And there'll be Q&A. I've certainly heard a lot of buzz about it.
I think a lot of people are going to come.
I hope so.
There's a lot of competition here.
We've got all the big institutions.
I mean, in many ways, the whole of The world of liberty is representative of this conference.
Yes.
And by the way, let me say something really nice about Mark Skouser, who put it together.
And why did he put it together?
First of all, he wanted a conference to work on a kind of for-profit model.
He really wanted...
To build within the structure of this event an expansive sort of desire to include as many people as possible, which is what commerce does for you.
Commerce puts aside your grudges and makes you look for opportunities.
Can you put some assets in the seats?
You're in!
Yeah, that's right.
So that's Mark Skousen.
He wanted to make it for a profit.
And he wanted a place, he told you this, Where people could find commonalities and friendships.
And where there wasn't all this, you know, non-factionalism.
And I think he's done it.
It's a very warm and happy environment.
And you go into that main hall, it's startling, actually, to see.
But more than 25,000 people are gathered in one place listening to the talk.
I sort of really believe in that sort of collective energy thing.
It works.
I feel giddy here.
I know, I know.
I feel giddy.
This is a huge...
It's huge and I don't have to watch what I'm saying.
I'm not going to get involved in some really complicated, messy, philosophical or political discourse with a muggle or something.
No, you've been scandalizing everybody for two days.
I mean, say it outrageously.
So I think it's just a drink in the energy I find here is just fantastic.
It really is the first conference that I believe has been held on the surface of the sun.
And just technologically speaking, what is it, 46 degrees yesterday?
That is new.
Yeah, that is new.
It was amazing.
The first night I got here, you know, just walk out.
118 Fahrenheit.
But it's a dry heat, so you don't melt, you just burst into flames.
We just kind of turn brown like a biscuit.
No, it's really great.
The hotel is nice.
The pool is fantastic.
Everything is great.
Las Vegas is filled with fascinating things.
I mean, it takes you a while to get the hang of the city.
It's not really sinful.
It just sort of pretends to be sinful.
It's sensual.
Yeah, sensual.
It's okay.
It's just bourgeois fun.
The whole city is like this.
But you can go over the...
What's that big hotel?
The whole Rome thing.
Oh, Caesar's Palace.
Caesar's Palace.
And there's certain places you can...
Go and hang out in the house.
You can pretend like you're really in Rome.
I mean, they have a poliseum and statues.
I love it.
And in so many ways, it's a consumer-oriented city.
Right.
And like overtly so.
It's all about, you know, the customer.
It's all about facing the customer.
I love being a customer in Vegas.
I mean, the service is fantastic.
Everything is great.
Everybody loves you.
The deals here are pretty good, too.
I mean, I know it's been pretty hard hit by the economy.
Well, I don't know what you like to shop for, but I like Chotsky's.

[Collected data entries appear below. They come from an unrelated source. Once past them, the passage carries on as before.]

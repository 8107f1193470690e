//! File-backed credential store.
//!
//! Persists the session credential as two key files (`token`, `user_id`)
//! under the Roomly config directory, mirroring the two-key layout of the
//! device keystore it replaces.

use std::io::ErrorKind;
use std::path::{Path, PathBuf};

use async_trait::async_trait;
use roomly_core::error::{Result, RoomlyError};
use roomly_core::session::{CredentialStore, Session};
use tracing::warn;

use crate::paths::RoomlyPaths;

const TOKEN_FILE: &str = "token";
const USER_ID_FILE: &str = "user_id";

/// Credential store backed by plain key files.
///
/// The medium offers no pair-atomicity, so writes are ordered: the token is
/// written first and the user id only after that write succeeds; removal runs
/// in the reverse order. A crash between the two leaves a partial pair which
/// [`load`](CredentialStore::load) reports as absent and disposes of.
pub struct FileCredentialStore {
    dir: PathBuf,
}

impl FileCredentialStore {
    /// Creates a store at the default credentials directory.
    ///
    /// # Errors
    ///
    /// Returns an error if the platform config directory cannot be resolved.
    pub fn default() -> Result<Self> {
        Self::new(None)
    }

    /// Creates a store rooted at a custom base directory (for testing).
    pub fn new(base_dir: Option<&Path>) -> Result<Self> {
        let dir = RoomlyPaths::new(base_dir).credentials_dir()?;
        Ok(Self { dir })
    }

    fn token_path(&self) -> PathBuf {
        self.dir.join(TOKEN_FILE)
    }

    fn user_id_path(&self) -> PathBuf {
        self.dir.join(USER_ID_FILE)
    }

    /// Reads one key file, mapping "missing" and "empty" both to `None`.
    async fn read_key(&self, path: &Path) -> Result<Option<String>> {
        match tokio::fs::read_to_string(path).await {
            Ok(value) => {
                let value = value.trim().to_string();
                Ok(if value.is_empty() { None } else { Some(value) })
            }
            Err(err) if err.kind() == ErrorKind::NotFound => Ok(None),
            Err(err) => Err(RoomlyError::persistence(format!(
                "Failed to read {}: {}",
                path.display(),
                err
            ))),
        }
    }

    /// Best-effort removal of one key file; only logs on failure.
    async fn discard_key(&self, path: &Path) {
        if let Err(err) = tokio::fs::remove_file(path).await {
            if err.kind() != ErrorKind::NotFound {
                warn!(path = %path.display(), error = %err, "failed to discard stray credential key");
            }
        }
    }
}

#[async_trait]
impl CredentialStore for FileCredentialStore {
    async fn save(&self, session: &Session) -> Result<()> {
        tokio::fs::create_dir_all(&self.dir).await.map_err(|err| {
            RoomlyError::persistence(format!(
                "Failed to create {}: {}",
                self.dir.display(),
                err
            ))
        })?;

        // Token first: a crash here leaves a lone token, which load() treats
        // as absent.
        tokio::fs::write(self.token_path(), session.token())
            .await
            .map_err(|err| RoomlyError::persistence(format!("Failed to write token: {}", err)))?;

        tokio::fs::write(self.user_id_path(), session.user_id())
            .await
            .map_err(|err| RoomlyError::persistence(format!("Failed to write user id: {}", err)))
    }

    async fn load(&self) -> Result<Option<Session>> {
        let token = self.read_key(&self.token_path()).await?;
        let user_id = self.read_key(&self.user_id_path()).await?;

        match (token, user_id) {
            (Some(token), Some(user_id)) => Ok(Some(Session::new(token, user_id)?)),
            (None, None) => Ok(None),
            // Partial pair: never surface it. Dispose of the stray key so
            // the next load starts clean.
            (Some(_), None) => {
                warn!("found token without user id; treating persisted session as absent");
                self.discard_key(&self.token_path()).await;
                Ok(None)
            }
            (None, Some(_)) => {
                warn!("found user id without token; treating persisted session as absent");
                self.discard_key(&self.user_id_path()).await;
                Ok(None)
            }
        }
    }

    async fn clear(&self) -> Result<()> {
        // Reverse of the save order: the user id goes first so an
        // interrupted clear cannot leave a lone user id paired later with a
        // fresh token.
        for path in [self.user_id_path(), self.token_path()] {
            match tokio::fs::remove_file(&path).await {
                Ok(()) => {}
                Err(err) if err.kind() == ErrorKind::NotFound => {}
                Err(err) => {
                    return Err(RoomlyError::persistence(format!(
                        "Failed to remove {}: {}",
                        path.display(),
                        err
                    )));
                }
            }
        }
        Ok(())
    }
}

I like cheap Chinese Chotsky's.
And those are my favorite shops.
Do you know, can I tell you something, Jeff?
The first time that you mentioned that, I could have sworn, and I would have laid good money on the fact that you were saying Chotsky's.
The few small Trotskys.
It's like, no, no, they embalmed the other guy.
They embalmed Lenin, not Trotsky.
You can't get them.
But you don't know the term Trotsky?
I know it now, yeah.
It's like a British firm, yeah.
But I thought you meant Trotskys.
No, they're like knickknacks.
I don't know what other word you...
I mean, stuff you buy.
Brick-a-brack.
Yeah, stuff you buy, you kind of regret.
White out of Wednesday also called it sometimes.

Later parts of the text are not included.